In 2022 she premiered Through the Eyes(s): an extractable cycle of nine pieces for speaking/singing percussionist collaboratively developed with composer Eliza Brown and ten artists and writers incarcerated at the Indiana Women’s Prison. The project was featured on NPR’s nationally-syndicated Slingshot, and locally via Seattle’s ClassicalKING radio station. Whiting has an ongoing relationship as a soloist with the National Orchestra of Turkmenistan via the U.S. Embassy Cultural Affairs Office, playing concerti in Ashgabat in 2017 and 2018. She performs frequently with percussionist Jennifer Torrence, giving concerts of new experimental work for speaking percussionists throughout Norway and the US. Her collaboration with multimedia artist Afroditi Psarra generated the album <null_abc>, released on the Zero Moon label in 2018, and their project with designer Audrey Desjardins on transcoding data from IoT devices as performance received a 2019/20 Mellon Creative Fellowship. The project was explored in a workshop at the 2020 Transmediale Festival in Berlin, and currently lives as an interactive net art installation. She spent four years performing music for voice and percussion with the Harry Partch Ensemble on the composer’s original instrumentarium while the instruments were in residence at the UW. Whiting has presented solo and small ensemble shows at The Stone in New York, the Brackish Series in Brooklyn, The Lilypad in Boston, The New York City Electroacoustic Music Festival, at Hallwalls in Buffalo, the Tiny Park Gallery in Austin, The Wulf in LA, the Carl Solway Gallery in Cincinnati, The Grove Haus in Indianapolis, on the Wayward Music Series in Seattle, on tour throughout New Zealand, and at colleges and universities around the country.

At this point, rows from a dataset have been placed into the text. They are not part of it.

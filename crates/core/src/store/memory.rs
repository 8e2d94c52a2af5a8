use std::collections::BTreeMap;

use async_trait::async_trait;
use parking_lot::Mutex;

use super::{AsyncKeyValueStore, KeyValueStore, check_quota};
use crate::error::StoreError;

/// In-memory store.
///
/// With a quota set, a write that would push the summed byte length of all
/// keys and values past the limit is rejected, the way browser storage rejects
/// writes once its origin quota is used up.
#[derive(Debug, Default)]
pub struct MemoryStore {
	entries: Mutex<BTreeMap<String, String>>,
	quota: Option<usize>,
}

impl MemoryStore {
	pub fn new() -> Self {
		Self::default()
	}

	/// Creates a store that rejects writes beyond `bytes`.
	pub fn with_quota(bytes: usize) -> Self {
		Self {
			entries: Mutex::default(),
			quota: Some(bytes),
		}
	}

	pub fn len(&self) -> usize {
		self.entries.lock().len()
	}

	pub fn is_empty(&self) -> bool {
		self.entries.lock().is_empty()
	}

	/// Bytes currently used by keys and values.
	pub fn used_bytes(&self) -> usize {
		self.entries.lock().iter().map(|(k, v)| k.len() + v.len()).sum()
	}

	/// Copy of the current contents.
	pub fn snapshot(&self) -> BTreeMap<String, String> {
		self.entries.lock().clone()
	}

	fn write(&self, key: &str, value: String) -> Result<(), StoreError> {
		let mut entries = self.entries.lock();
		check_quota(&entries, key, &value, self.quota)?;
		entries.insert(key.to_string(), value);
		Ok(())
	}
}

impl KeyValueStore for MemoryStore {
	fn get(&self, key: &str) -> Option<String> {
		self.entries.lock().get(key).cloned()
	}

	fn set(&self, key: &str, value: String) -> Result<(), StoreError> {
		self.write(key, value)
	}
}

#[async_trait]
impl AsyncKeyValueStore for MemoryStore {
	async fn get_async(&self, key: &str) -> Option<String> {
		KeyValueStore::get(self, key)
	}

	async fn set_async(&self, key: &str, value: String) -> Result<(), StoreError> {
		self.write(key, value)
	}
}

#[cfg(test)]
mod tests {
	use super::*;

	#[test]
	fn last_write_wins() {
		let store = MemoryStore::new();
		store.set("k", "one".into()).unwrap();
		store.set("k", "two".into()).unwrap();
		assert_eq!(store.get("k").as_deref(), Some("two"));
		assert_eq!(store.len(), 1);
	}

	#[test]
	fn quota_rejects_oversized_write() {
		let store = MemoryStore::with_quota(10);
		store.set("a", "12345".into()).unwrap();
		let err = store.set("b", "123456".into()).unwrap_err();
		assert!(matches!(err, StoreError::QuotaExceeded { ref key, limit: 10 } if key == "b"));
		assert!(!store.contains("b"));
		assert_eq!(store.used_bytes(), 6);
	}

	#[test]
	fn quota_counts_replaced_value_once() {
		let store = MemoryStore::with_quota(6);
		store.set("a", "12345".into()).unwrap();
		store.set("a", "54321".into()).unwrap();
		assert_eq!(store.get("a").as_deref(), Some("54321"));
	}

	#[tokio::test]
	async fn async_surface_shares_contents() {
		let store = MemoryStore::new();
		store.set_async("k", "v".into()).await.unwrap();
		assert_eq!(store.get_async("k").await.as_deref(), Some("v"));
		assert_eq!(KeyValueStore::get(&store, "k").as_deref(), Some("v"));
	}
}
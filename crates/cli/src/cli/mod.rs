use std::path::PathBuf;

use clap::{Args, Parser, Subcommand};

use crate::output::OutputFormat;

#[cfg(test)]
mod tests;

#[derive(Parser, Debug)]
#[command(name = "sb")]
#[command(about = "Inspect and import captured browser session bundles")]
#[command(version)]
pub struct Cli {
	/// Increase verbosity (-v info, -vv debug, -vvv trace)
	#[arg(short, long, global = true, action = clap::ArgAction::Count)]
	pub verbose: u8,

	/// Output format: toon (default), json, ndjson, or text
	#[arg(short = 'f', long, global = true, value_enum, default_value = "toon")]
	pub format: OutputFormat,

	/// Config file (defaults to ~/.config/sb/config.json)
	#[arg(long, global = true, value_name = "FILE")]
	pub config: Option<PathBuf>,

	#[command(subcommand)]
	pub command: Commands,
}

#[derive(Subcommand, Debug)]
pub enum Commands {
	/// Normalize a bundle and summarize it without writing anything
	Inspect(InspectArgs),

	/// Normalize a bundle and replay its localStorage into a store file
	Import(ImportArgs),

	/// Read one key back from a store file
	Get(GetArgs),
}

#[derive(Args, Debug, Clone)]
pub struct InspectArgs {
	/// Bundle file, or `-` for stdin
	#[arg(value_name = "FILE")]
	pub file: PathBuf,
}

#[derive(Args, Debug, Clone)]
pub struct ImportArgs {
	/// Bundle file, or `-` for stdin
	#[arg(value_name = "FILE")]
	pub file: PathBuf,

	/// Store file to write into
	#[arg(long, value_name = "PATH")]
	pub store: Option<PathBuf>,

	/// Maximum writes in flight
	#[arg(long, value_name = "N")]
	pub concurrency: Option<usize>,

	/// Reject writes once stored keys and values exceed this many bytes
	#[arg(long, value_name = "BYTES")]
	pub quota: Option<usize>,
}

#[derive(Args, Debug, Clone)]
pub struct GetArgs {
	/// Storage key to read
	#[arg(value_name = "KEY")]
	pub key: String,

	/// Store file to read from
	#[arg(long, value_name = "PATH")]
	pub store: Option<PathBuf>,
}
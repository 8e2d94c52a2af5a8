//! Canonical types for session bundle import.
//!
//! This crate contains the serde-serializable shapes shared by the import
//! engine and its callers:
//!
//! - [`CookieRecord`] - one captured cookie, lossless over unknown attributes
//! - [`SessionBundle`] - cookies plus a localStorage map, the normalized form
//! - [`ReplayReport`] - per-key outcome of writing storage into a store
//!
//! Types here are pure data. Normalization and replay live in `sb-core`.

pub mod bundle;
pub mod cookie;
pub mod report;

pub use bundle::*;
pub use cookie::*;
pub use report::*;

Whiting is the Co-Artistic Director and core percussionist of the Seattle Modern Orchestra, the Pacific Northwest’s only large ensemble solely dedicated to music of the 20th and 21st Centuries, and she plays vibraphone with the Torch Quartet. As a chamber musician, she has collaborated with many of today's leading new music groups, including red fish blue fish percussion group, (George Crumb's Winds of Destiny directed by Peter Sellars and featuring soprano Dawn Upshaw for the Ojai Festival), eighth blackbird (the “Tune-in” festival at the Park Avenue Armory), the International Contemporary Ensemble (on-stage featured percussionist/mover in Andriessen's epic Die Materie at the Park Avenue Armory, and the American premiere of James Dillon's Nine Rivers at Miller Theatre), Talea Ensemble (Time of Music Festival in Finland), Bang on a Can (Steve Reich's Music for 18 Musicians for the LA Philharmonic's Green Umbrella Series) and Ensemble Dal Niente (the Fromm Concerts at Harvard.) She attended Oberlin Conservatory (BM), the University of Cincinnati College-Conservatory of Music (MM), and the University of California San Diego (DMA). She is an Associate Professor of Music at the University of Washington, where she has been Chair of Percussion Studies since 2016.